Review of the Inferential Results
For example, if children are not sufficiently proficient with the best backup strategy for the problem presented, they are likely to turn to the next best one. Recovery may be related to the amount of exposure the child with additional problems has and therefore reflects individual differences. Three children reported getting the answer to the problem 10+3, which was not predicted.
Perhaps these problems are similar to equalization problems, which are easy to solve and therefore more likely to be rebuilt. Effect of problem size. refers to the observation that latency increases with problem size.).
General Discussion
According to Siegler, at this point the child is able to reverse the order of the strategies and uses a combination between the shortcut sum and the min strategies. Resnick (1977) suggests this possibility. (Unfortunately, their methodology precluded the possibility of solving the problem.) The data collected for this thesis suggest that both of these positions may be correct.
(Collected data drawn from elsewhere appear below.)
//! The referee side of a match: rules, operator commands and persistence.

mod command;
mod console;
mod persistence;
mod referee;
mod snapshot;
mod supervisor;
mod watch;

pub use command::*;
pub use console::*;
pub use persistence::*;
pub use referee::*;
pub use snapshot::*;
pub use supervisor::*;
pub use watch::*;
//! Per-robot controllers: capability interfaces for the robot body, steering
//! policies, the selectable behaviors and the per-tick control loop.

pub mod behavior;
mod controller;
pub mod devices;
pub mod steering;

pub use behavior::{Behavior, BehaviorCtx, BehaviorKind};
pub use controller::*;
pub use devices::*;
pub use steering::WheelSpeeds;
use std::{
    path::{Path, PathBuf},
    sync::Arc,
};

use anyhow::{Context, Result};
use axum::{
    routing::{get, post},
    Router,
};
use tokio::{
    net::TcpListener,
    sync::{broadcast, mpsc},
};
use tower_http::services::ServeDir;

use crate::{routes, BroadcastConsole};

/// Outbound messages buffered per connected console before it starts lagging.
const UPDATE_CAPACITY: usize = 64;

#[derive(Debug, Clone)]
pub struct UiConfig {
    pub port: u16,
    /// Directory with the console page and its assets.
    pub static_dir: PathBuf,
}

impl Default for UiConfig {
    fn default() -> Self {
        Self {
            port: 5555,
            static_dir: Path::new(env!("CARGO_MANIFEST_DIR")).join("static"),
        }
    }
}

pub struct ServerState {
    pub(crate) updates: broadcast::Sender<String>,
    pub(crate) commands: mpsc::UnboundedSender<String>,
}

/// The match loop's end of the console bridge.
pub struct ConsoleBridge {
    state: Arc<ServerState>,
    commands: mpsc::UnboundedReceiver<String>,
}

impl ConsoleBridge {
    pub fn new() -> Self {
        let (updates, _) = broadcast::channel(UPDATE_CAPACITY);
        let (commands_tx, commands) = mpsc::unbounded_channel();
        Self {
            state: Arc::new(ServerState {
                updates,
                commands: commands_tx,
            }),
            commands,
        }
    }

    /// A console sink feeding every connected browser.
    pub fn console(&self) -> BroadcastConsole {
        BroadcastConsole::new(self.state.updates.clone())
    }

    pub fn subscribe(&self) -> broadcast::Receiver<String> {
        self.state.updates.subscribe()
    }

    /// The oldest command not yet handled. Never blocks.
    pub fn try_next_command(&mut self) -> Option<String> {
        let command = self.commands.try_recv().ok()?;
        let backlog = self.commands.len();
        if backlog > 0 {
            log::debug!("{} console commands waiting", backlog);
        }
        Some(command)
    }

    pub fn state(&self) -> Arc<ServerState> {
        Arc::clone(&self.state)
    }
}

impl Default for ConsoleBridge {
    fn default() -> Self {
        Self::new()
    }
}

pub fn router(state: Arc<ServerState>, static_dir: impl AsRef<Path>) -> Router {
    let serve_dir = ServeDir::new(static_dir.as_ref());
    Router::new()
        .route("/api/ws", get(routes::websocket))
        .route("/api/command", post(routes::post_command))
        .fallback_service(serve_dir)
        .with_state(state)
}

/// Bind the configured port and serve until `shutdown_rx` fires.
pub async fn start(
    config: UiConfig,
    bridge_state: Arc<ServerState>,
    shutdown_rx: broadcast::Receiver<()>,
) -> Result<()> {
    let listener = TcpListener::bind(("0.0.0.0", config.port))
        .await
        .with_context(|| format!("Failed to bind webui port {}", config.port))?;
    let app = router(bridge_state, &config.static_dir);
    serve(listener, app, shutdown_rx).await
}

pub async fn serve(
    listener: TcpListener,
    app: Router,
    mut shutdown_rx: broadcast::Receiver<()>,
) -> Result<()> {
    let port = listener.local_addr().context("Webui listener has no address")?.port();
    log::info!("Webui running at http://localhost:{}", port);
    let shutdown_fut = async move {
        let _ = shutdown_rx.recv().await;
    };
    axum::serve(listener, app)
        .with_graceful_shutdown(shutdown_fut)
        .await
        .context("Webui server failed")?;
    log::debug!("Webui has shut down");
    Ok(())
}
The child does not need to count out the part of the total represented by the first addition (step 3), but rather can start at the number indicated by the first addition (x) and count with the rest of the total that is indicated by the second addition (Step 4).
Reversing the order of the additions before applying the count-to-cardinal principle will certainly reduce the processing when performing the shortcut sum strategy. Siegler suggests that the shortcut sum strategy serves as a transition strategy instead of the count-from-first strategy.
REPRISE
Given that the evidence supports the idea of structural constraints, it seems likely that these structural constraints dictate the sequence of strategic discoveries. He further argues that backup strategies are discovered in a sequence that corresponds to increasing information processing demands and decreasing completion times. Perhaps the reason the debate between the two traditions continues is that both views are partially correct.
It is possible that the variability emphasized by Siegler occurs around an orderly underlying structural progression compatible with neo-Piagetian theories. Finally, if we accept that children's conceptual levels determine the strategies they discover, then the extent of the strategy arsenal reflects the depth of their number concept.
Thelanguage ojmathematics: Making the invisible visible.New York: W.H. The Math Genius: Why Everyone Has It, But Most People Don't Use It. Preschool origins of international differences in mathematical competence: The role of number naming systems.